Penelitian oleh Cosgrove ( 1977 ) memperlihatkan hal yang sama bahwa anak yang
dilahirkan oleh ibu yang mendapatkan diethylstilbestrol atau kontrasepsi oral
menderita kriptokidisme dan disgenesis kelenjar gonad.
Atrofi
Terjadinya infeksi bakteri nonspesifik
virus mump pada testis diduga menjadi penyebab terjadinya atrofi testis yang
potensial menjadi penyebab terjadinya tumor testis. Namun demikian peran atrofi
testis sebagai faktor penyebab terjadinya tumr testis masih merupakan
spekulasi.
Terdapat klasifikasi besar yang
membagi tumor testis menjadi 2 yaitu :
1. Tumor sel germinal
testis, termasuk dalam kelompok ini adalah
seminoma, karsinoma
sel embrional, tumor yolk sac, trratoma, koriokarsinoma dan mixed cell tumor.
2. Tumor non sel
germinal testis, meliputi tumor sel leydig, tumor
TUMOR SEL GERMINAL
TESTIS
Tumor sel germinal merupakan tumor
testis yang paling sering ditemukan sebagi tumor primer yaitu meliputi
kira-kira 90-95 % dari seluruh tumor primer testis ( seminoma dan non seminoma)
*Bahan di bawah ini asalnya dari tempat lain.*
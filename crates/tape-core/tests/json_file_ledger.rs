use std::fs;

use tape_core::ledger::{CommitOutcome, Key, KeyOutcome, Mode, Replacement, Theme};
use tape_core::storage::{JsonFileStore, SnapshotStore};
use tape_core::Ledger;
use tempfile::TempDir;

fn open(dir: &TempDir) -> Ledger<JsonFileStore> {
    Ledger::open(JsonFileStore::new(dir.path().join("tape.json")))
}

#[test]
fn test_entries_survive_reopen() {
    let dir = TempDir::new().expect("temp dir should be created");

    let id = {
        let mut ledger = open(&dir);
        ledger.set_theme(Theme::Light);
        ledger.set_expr("19,99*3");
        let id = match ledger.commit(Some("socks")).expect("commit should succeed") {
            CommitOutcome::Added(id) => id,
            other => panic!("unexpected outcome {:?}", other),
        };
        ledger.set_expr("100-");
        id
    };

    let ledger = open(&dir);
    assert_eq!(ledger.theme(), Theme::Light);
    assert_eq!(ledger.current_expr(), "100-");
    let entry = ledger.find_entry(id).expect("entry should be restored");
    assert_eq!(entry.label, "socks");
    assert!((entry.value - 59.97).abs() < 1e-9);
    assert!((ledger.total() - 59.97).abs() < 1e-9);
}

#[test]
fn test_pending_label_is_not_persisted() {
    let dir = TempDir::new().expect("temp dir should be created");

    {
        let mut ledger = open(&dir);
        ledger.set_expr("8");
        assert_eq!(
            ledger.commit(None).expect("commit should succeed"),
            CommitOutcome::AwaitingLabel
        );
    }

    let ledger = open(&dir);
    assert_eq!(ledger.mode(), Mode::Idle);
    assert!(ledger.entries().is_empty());
    assert_eq!(ledger.current_expr(), "8");
}

#[test]
fn test_edit_delete_and_reset_persist() {
    let dir = TempDir::new().expect("temp dir should be created");
    let mut ledger = open(&dir);

    ledger.set_expr("1");
    ledger.commit(Some("one")).expect("commit should succeed");
    ledger.set_expr("2");
    ledger.commit(Some("two")).expect("commit should succeed");

    let newest = ledger.entries()[0].id;
    let oldest = ledger.entries()[1].id;
    ledger
        .edit_entry(oldest, Replacement::Value(10.0), "ten")
        .expect("edit should succeed");
    assert!(ledger.delete_entry(newest));

    let reopened = open(&dir);
    assert_eq!(reopened.entries().len(), 1);
    assert_eq!(reopened.entries()[0].label, "ten");
    assert_eq!(reopened.entries()[0].expr, "10,00");
    assert_eq!(reopened.total(), 10.0);

    ledger.reset();
    let reopened = open(&dir);
    assert!(reopened.entries().is_empty());
    assert_eq!(reopened.total(), 0.0);
}

#[test]
fn test_keypad_session_persists_expression() {
    let dir = TempDir::new().expect("temp dir should be created");

    {
        let mut ledger = open(&dir);
        for key in tape_core::ledger::parse_keys("7 × 6 =").expect("keys should parse") {
            ledger.append_key(key);
        }
        assert_eq!(ledger.current_expr(), "42");
        assert!(matches!(ledger.append_key(Key::Backspace), KeyOutcome::Changed));
    }

    assert_eq!(open(&dir).current_expr(), "4");
}

#[test]
fn test_malformed_file_opens_empty() {
    let dir = TempDir::new().expect("temp dir should be created");
    let path = dir.path().join("tape.json");
    fs::write(&path, "{ this is not json").expect("write should succeed");

    let mut ledger = Ledger::open(JsonFileStore::new(&path));
    assert!(ledger.entries().is_empty());
    assert_eq!(ledger.total(), 0.0);

    // The next change overwrites the damaged file
    ledger.set_expr("1+1");
    let store = JsonFileStore::new(&path);
    let snapshot = store
        .load()
        .expect("load should succeed")
        .expect("snapshot should exist");
    assert_eq!(snapshot.expr, "1+1");
}

#[test]
fn test_partly_damaged_file_keeps_good_entries() {
    let dir = TempDir::new().expect("temp dir should be created");
    let path = dir.path().join("tape.json");
    fs::write(
        &path,
        r#"{
            "theme": "sepia",
            "expr": ["not", "a", "string"],
            "entries": [
                {"id": "7a2e3c0b-1234-4678-9abc-def012345678", "expr": "2+2", "value": 4.0, "label": "ok"},
                {"id": "8b2e3c0b-1234-4678-9abc-def012345678", "expr": "1/0", "value": "Infinity"},
                "garbage",
                {"expr": "no id", "value": 1.0}
            ]
        }"#,
    )
    .expect("write should succeed");

    let ledger = Ledger::open(JsonFileStore::new(&path));
    assert_eq!(ledger.theme(), Theme::Dark);
    assert_eq!(ledger.current_expr(), "");
    assert_eq!(ledger.entries().len(), 1);
    assert_eq!(ledger.entries()[0].label, "ok");
    assert_eq!(ledger.total(), 4.0);
}

#[test]
fn test_export_text_from_disk() {
    let dir = TempDir::new().expect("temp dir should be created");

    {
        let mut ledger = open(&dir);
        ledger.set_expr("1200");
        ledger.commit(Some("rent")).expect("commit should succeed");
        ledger.set_expr("-0,5");
        ledger.commit(None).expect("commit should succeed");
        ledger.resolve_label(true, "").expect("resolve should succeed");
    }

    assert_eq!(
        open(&dir).export_text(),
        "1\u{2009}200 | 1200 — rent\n-0,5 | -0,5\n= 1\u{2009}199,5"
    );
}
dan sisanya adalah neoplasma non germinal ( tumor sel leydig, tumor sel sertoli
dan gonadoblastoma). Sejumlah sistem klasifikasi dikemukakan untuk membagi
tumor sel germinal testis. Sistem klasifikasi berdasarkan tipe histologi dari
tumor ini adalah sistem klasifikasi yang paling banyak digunakan.
Berdasarkan
klasifikasi ini tumor sel germinal testis dapat dibagi menjadi:
• Seminoma
• Non seminoma germ
cell tumor ( NSGCT ), termasuk di dalamnya adalah karsinoma sel embrional,
teratoma, koriokarsinoma dan tumor-tumor campuran ( mixed tumors )
1. Seminoma
Terdapat 3 subtipe gambaran
histologis dari tumor jenis ini yaitu :
• Seminoma klasik
Disebut juga dengan typical
seminoma. Seminoma jenis ini meliputi sebagian besar dari seluruh kasus
seminoma ( 85%), sering terjadi pada dekade ke 4 kehidupan namun tidak jarang
terjadi pada pria usia 40 atau 50 tahunan. Secara makroskopis tampak nodul
berwarna abu-abu yang menyatu dan secara mikroskopis telihat lapisan yang
monoton pada sel besar dengan sitoplasma yang jernih dengan inti sel padat.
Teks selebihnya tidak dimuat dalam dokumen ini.